• [TASK ITEM] Every line in the listing below from the one with "for map in [&TIMER_MAP, &EDGE_MAP]" through the one with "pub fn edge(signal: SimObject)" is to be reproduced exactly, both ends included; leave out the rest.

• [EXCERPTED DATA]
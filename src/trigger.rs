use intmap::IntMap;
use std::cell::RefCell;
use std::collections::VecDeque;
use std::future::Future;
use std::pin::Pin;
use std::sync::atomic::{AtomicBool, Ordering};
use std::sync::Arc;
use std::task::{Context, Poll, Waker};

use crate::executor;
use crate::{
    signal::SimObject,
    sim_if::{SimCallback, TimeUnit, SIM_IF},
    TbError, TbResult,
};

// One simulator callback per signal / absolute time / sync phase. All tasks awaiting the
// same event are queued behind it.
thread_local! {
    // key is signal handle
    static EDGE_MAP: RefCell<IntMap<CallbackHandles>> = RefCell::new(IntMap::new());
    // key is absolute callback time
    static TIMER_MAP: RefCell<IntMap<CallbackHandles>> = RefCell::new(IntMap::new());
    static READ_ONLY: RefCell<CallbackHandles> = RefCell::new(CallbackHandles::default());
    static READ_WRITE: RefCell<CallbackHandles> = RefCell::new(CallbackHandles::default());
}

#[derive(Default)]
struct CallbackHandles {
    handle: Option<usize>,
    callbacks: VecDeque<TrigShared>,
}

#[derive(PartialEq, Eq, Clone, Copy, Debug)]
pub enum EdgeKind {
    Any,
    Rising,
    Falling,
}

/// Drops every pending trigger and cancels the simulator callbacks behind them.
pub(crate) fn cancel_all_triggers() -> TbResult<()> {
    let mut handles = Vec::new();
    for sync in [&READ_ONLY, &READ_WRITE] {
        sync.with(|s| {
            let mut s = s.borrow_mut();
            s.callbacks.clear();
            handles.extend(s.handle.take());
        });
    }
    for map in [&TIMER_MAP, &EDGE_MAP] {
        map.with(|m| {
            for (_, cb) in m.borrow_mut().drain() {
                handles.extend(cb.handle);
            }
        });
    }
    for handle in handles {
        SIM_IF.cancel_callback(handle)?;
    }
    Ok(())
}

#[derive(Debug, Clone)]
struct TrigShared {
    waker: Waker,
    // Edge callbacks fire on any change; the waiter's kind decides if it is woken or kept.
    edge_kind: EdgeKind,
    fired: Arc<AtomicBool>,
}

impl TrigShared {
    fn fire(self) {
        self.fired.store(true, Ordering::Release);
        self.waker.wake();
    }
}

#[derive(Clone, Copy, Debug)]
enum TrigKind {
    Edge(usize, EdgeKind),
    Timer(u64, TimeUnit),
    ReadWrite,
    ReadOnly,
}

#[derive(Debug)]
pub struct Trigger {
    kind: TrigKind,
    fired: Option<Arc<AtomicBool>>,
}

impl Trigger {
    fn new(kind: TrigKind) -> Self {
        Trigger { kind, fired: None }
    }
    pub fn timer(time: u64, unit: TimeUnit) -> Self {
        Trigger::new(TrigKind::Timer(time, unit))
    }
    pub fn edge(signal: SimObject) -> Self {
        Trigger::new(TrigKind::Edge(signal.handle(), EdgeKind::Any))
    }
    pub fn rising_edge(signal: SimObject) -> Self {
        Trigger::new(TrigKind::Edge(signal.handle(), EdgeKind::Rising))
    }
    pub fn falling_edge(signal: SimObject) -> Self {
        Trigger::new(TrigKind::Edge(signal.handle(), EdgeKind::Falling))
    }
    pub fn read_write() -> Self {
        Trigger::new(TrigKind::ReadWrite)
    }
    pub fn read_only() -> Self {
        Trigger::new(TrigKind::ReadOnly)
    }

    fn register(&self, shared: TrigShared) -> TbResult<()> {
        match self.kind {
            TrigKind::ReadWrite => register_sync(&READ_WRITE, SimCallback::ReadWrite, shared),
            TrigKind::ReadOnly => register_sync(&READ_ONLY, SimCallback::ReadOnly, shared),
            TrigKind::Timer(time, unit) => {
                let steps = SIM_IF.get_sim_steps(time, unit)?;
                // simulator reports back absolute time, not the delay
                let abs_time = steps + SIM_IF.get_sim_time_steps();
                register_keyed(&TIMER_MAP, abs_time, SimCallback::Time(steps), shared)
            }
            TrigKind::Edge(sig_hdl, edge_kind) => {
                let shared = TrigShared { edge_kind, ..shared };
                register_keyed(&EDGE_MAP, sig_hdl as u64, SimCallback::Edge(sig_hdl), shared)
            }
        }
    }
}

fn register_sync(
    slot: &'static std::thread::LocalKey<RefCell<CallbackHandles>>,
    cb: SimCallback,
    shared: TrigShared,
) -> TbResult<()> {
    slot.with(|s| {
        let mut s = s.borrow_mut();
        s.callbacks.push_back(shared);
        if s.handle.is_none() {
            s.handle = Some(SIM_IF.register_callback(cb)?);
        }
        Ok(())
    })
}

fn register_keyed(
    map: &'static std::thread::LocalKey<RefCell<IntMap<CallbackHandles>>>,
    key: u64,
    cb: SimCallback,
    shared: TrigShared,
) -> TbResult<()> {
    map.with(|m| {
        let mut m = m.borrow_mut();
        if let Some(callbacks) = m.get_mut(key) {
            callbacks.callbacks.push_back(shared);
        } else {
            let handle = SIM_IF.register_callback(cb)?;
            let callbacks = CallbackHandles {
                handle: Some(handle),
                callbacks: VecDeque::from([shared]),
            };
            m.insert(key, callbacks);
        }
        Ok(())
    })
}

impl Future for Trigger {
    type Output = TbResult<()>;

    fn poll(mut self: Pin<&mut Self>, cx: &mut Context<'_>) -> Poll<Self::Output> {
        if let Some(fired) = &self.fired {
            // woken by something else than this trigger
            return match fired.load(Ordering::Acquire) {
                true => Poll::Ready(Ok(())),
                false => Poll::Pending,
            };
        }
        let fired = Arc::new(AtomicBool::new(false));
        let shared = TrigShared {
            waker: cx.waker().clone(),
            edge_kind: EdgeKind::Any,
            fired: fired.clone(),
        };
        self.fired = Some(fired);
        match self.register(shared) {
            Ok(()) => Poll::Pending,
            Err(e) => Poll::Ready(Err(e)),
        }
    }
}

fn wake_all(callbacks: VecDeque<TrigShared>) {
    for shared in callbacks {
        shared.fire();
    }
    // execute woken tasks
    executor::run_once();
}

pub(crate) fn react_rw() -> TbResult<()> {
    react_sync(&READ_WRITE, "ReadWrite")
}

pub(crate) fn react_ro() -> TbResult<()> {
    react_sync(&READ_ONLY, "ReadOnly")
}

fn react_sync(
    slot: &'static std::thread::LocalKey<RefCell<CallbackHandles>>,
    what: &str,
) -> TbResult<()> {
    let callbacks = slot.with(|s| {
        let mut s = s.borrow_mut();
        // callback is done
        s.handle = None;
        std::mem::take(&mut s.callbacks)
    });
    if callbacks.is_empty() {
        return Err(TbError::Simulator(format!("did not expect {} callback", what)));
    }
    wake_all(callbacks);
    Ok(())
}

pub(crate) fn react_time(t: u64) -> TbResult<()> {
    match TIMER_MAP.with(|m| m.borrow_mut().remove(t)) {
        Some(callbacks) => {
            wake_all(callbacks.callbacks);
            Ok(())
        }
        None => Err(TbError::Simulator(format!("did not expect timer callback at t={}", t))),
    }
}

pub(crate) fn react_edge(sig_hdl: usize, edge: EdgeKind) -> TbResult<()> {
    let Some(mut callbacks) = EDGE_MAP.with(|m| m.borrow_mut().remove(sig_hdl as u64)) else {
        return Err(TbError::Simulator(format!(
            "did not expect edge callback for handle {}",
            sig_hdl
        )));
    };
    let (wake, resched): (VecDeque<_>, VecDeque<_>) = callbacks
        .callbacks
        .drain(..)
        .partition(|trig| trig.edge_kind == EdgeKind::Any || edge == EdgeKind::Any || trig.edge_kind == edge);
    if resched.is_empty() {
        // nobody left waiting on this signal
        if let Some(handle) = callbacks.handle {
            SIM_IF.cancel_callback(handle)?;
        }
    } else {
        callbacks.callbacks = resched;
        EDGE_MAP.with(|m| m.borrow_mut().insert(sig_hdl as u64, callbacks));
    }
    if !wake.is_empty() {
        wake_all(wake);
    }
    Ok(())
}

---

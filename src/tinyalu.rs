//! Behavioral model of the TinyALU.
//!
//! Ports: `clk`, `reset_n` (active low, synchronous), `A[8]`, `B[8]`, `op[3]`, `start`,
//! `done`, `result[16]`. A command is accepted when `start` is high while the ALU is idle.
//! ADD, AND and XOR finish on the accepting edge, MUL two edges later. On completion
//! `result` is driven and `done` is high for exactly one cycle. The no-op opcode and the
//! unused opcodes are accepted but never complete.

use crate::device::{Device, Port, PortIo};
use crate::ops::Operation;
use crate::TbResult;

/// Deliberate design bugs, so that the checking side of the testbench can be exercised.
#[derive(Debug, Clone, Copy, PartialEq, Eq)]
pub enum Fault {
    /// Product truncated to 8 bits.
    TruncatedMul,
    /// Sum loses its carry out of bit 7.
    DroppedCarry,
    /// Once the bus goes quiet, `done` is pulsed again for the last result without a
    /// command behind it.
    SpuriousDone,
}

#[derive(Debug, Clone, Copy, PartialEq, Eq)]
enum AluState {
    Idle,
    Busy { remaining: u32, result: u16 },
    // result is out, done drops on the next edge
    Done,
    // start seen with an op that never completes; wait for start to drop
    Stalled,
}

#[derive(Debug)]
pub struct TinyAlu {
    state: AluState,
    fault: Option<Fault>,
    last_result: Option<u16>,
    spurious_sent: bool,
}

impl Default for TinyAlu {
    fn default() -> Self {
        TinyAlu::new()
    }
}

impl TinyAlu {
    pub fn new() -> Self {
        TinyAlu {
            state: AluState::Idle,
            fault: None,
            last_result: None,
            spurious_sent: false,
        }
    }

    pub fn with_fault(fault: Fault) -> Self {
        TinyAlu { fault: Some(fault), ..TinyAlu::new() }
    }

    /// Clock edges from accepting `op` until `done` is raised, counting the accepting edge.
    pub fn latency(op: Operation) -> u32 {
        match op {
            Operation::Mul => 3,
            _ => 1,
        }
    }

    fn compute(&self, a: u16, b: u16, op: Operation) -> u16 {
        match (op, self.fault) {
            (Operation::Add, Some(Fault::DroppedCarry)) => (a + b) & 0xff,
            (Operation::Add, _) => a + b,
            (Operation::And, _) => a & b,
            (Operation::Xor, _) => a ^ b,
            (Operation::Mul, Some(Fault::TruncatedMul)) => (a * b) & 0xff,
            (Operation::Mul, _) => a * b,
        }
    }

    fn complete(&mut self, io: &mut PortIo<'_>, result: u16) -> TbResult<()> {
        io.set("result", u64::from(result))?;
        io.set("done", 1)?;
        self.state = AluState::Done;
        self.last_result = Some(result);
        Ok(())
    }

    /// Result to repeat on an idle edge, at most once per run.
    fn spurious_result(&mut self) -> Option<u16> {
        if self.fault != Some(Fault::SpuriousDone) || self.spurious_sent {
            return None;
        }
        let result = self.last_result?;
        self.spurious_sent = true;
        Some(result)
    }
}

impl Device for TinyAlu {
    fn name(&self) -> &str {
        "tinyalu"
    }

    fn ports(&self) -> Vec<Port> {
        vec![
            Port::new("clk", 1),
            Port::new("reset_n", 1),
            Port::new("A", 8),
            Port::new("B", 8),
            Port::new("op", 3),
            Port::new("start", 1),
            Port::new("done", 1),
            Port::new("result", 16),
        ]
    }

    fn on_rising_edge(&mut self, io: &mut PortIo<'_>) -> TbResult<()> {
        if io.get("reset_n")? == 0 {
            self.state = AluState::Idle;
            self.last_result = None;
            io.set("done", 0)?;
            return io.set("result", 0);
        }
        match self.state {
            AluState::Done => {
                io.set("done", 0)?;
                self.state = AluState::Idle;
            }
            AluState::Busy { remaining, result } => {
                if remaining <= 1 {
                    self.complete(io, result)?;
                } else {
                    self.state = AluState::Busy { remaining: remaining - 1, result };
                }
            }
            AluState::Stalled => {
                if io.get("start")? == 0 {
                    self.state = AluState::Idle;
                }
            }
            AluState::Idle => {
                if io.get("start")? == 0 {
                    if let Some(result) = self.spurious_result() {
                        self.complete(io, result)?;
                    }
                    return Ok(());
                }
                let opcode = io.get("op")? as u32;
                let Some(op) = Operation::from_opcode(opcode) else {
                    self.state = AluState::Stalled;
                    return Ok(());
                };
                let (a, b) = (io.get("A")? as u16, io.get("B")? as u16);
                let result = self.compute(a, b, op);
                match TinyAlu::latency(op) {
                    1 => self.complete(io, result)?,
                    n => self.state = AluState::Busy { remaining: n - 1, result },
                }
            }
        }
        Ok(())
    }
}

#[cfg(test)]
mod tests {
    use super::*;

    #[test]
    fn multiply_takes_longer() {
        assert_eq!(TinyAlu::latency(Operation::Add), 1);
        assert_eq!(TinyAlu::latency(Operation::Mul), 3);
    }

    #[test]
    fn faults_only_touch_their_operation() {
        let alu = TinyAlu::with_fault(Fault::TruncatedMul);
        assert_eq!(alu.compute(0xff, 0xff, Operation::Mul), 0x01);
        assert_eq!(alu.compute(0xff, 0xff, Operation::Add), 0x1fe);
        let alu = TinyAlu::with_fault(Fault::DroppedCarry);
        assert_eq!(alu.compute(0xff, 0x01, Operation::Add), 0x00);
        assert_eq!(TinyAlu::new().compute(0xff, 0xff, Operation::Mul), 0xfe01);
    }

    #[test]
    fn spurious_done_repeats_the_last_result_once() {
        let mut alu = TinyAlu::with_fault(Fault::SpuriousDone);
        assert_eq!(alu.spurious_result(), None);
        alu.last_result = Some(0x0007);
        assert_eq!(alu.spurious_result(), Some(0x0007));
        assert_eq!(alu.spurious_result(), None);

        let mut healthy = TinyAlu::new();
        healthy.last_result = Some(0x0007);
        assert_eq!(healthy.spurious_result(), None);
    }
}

==

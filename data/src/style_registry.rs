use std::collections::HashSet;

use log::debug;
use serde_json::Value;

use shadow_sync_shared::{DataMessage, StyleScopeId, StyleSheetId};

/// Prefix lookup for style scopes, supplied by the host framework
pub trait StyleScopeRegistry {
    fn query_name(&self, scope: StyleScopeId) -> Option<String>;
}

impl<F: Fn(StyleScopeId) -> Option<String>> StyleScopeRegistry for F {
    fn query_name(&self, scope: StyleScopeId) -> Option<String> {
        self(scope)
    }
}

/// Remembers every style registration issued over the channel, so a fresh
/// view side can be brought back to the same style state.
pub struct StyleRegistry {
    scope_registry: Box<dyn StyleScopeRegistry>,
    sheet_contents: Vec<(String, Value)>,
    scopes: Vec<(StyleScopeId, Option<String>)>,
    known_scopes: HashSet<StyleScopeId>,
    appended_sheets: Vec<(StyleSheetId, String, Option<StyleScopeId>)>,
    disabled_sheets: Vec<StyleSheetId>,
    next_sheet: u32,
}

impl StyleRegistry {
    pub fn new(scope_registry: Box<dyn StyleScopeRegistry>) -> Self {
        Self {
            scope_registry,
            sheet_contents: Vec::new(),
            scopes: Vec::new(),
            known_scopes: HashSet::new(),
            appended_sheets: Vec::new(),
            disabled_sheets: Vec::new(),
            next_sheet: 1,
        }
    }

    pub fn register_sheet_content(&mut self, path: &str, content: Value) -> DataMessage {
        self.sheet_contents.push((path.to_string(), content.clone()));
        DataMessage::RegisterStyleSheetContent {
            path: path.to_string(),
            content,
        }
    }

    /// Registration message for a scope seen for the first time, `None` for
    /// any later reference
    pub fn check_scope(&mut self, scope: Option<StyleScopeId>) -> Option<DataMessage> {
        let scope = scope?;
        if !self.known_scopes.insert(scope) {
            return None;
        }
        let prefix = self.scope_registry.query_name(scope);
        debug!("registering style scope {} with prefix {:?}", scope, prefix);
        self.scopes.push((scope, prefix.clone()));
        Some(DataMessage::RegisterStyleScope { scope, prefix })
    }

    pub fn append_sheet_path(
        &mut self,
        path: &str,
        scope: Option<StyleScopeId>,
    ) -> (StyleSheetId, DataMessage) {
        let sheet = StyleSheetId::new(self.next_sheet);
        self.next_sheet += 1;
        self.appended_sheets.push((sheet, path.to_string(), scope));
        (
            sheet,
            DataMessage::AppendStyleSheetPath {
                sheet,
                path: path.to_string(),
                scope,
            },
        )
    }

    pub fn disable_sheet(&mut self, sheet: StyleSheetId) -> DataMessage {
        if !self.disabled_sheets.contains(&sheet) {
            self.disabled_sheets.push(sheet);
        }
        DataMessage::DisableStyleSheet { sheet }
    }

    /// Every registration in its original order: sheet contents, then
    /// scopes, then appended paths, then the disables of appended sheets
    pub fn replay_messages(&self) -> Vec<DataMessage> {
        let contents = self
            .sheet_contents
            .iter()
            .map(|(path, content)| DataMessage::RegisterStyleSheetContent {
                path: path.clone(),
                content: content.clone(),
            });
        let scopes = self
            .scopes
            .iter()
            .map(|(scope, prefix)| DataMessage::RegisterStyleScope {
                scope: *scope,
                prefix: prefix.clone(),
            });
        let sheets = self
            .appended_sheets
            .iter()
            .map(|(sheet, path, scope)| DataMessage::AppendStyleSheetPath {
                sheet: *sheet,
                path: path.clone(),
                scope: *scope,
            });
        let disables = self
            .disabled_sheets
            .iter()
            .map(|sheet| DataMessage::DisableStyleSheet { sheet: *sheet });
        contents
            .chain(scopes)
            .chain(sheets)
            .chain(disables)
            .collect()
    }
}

• [OUTPUT OF THE TASK]
    for map in [&TIMER_MAP, &EDGE_MAP] {
        map.with(|m| {
            for (_, cb) in m.borrow_mut().drain() {
                handles.extend(cb.handle);
            }
        });
    }
    for handle in handles {
        SIM_IF.cancel_callback(handle)?;
    }
    Ok(())
}

#[derive(Debug, Clone)]
struct TrigShared {
    waker: Waker,
    // Edge callbacks fire on any change; the waiter's kind decides if it is woken or kept.
    edge_kind: EdgeKind,
    fired: Arc<AtomicBool>,
}

impl TrigShared {
    fn fire(self) {
        self.fired.store(true, Ordering::Release);
        self.waker.wake();
    }
}

#[derive(Clone, Copy, Debug)]
enum TrigKind {
    Edge(usize, EdgeKind),
    Timer(u64, TimeUnit),
    ReadWrite,
    ReadOnly,
}

#[derive(Debug)]
pub struct Trigger {
    kind: TrigKind,
    fired: Option<Arc<AtomicBool>>,
}

impl Trigger {
    fn new(kind: TrigKind) -> Self {
        Trigger { kind, fired: None }
    }
    pub fn timer(time: u64, unit: TimeUnit) -> Self {
        Trigger::new(TrigKind::Timer(time, unit))
    }
    pub fn edge(signal: SimObject) -> Self {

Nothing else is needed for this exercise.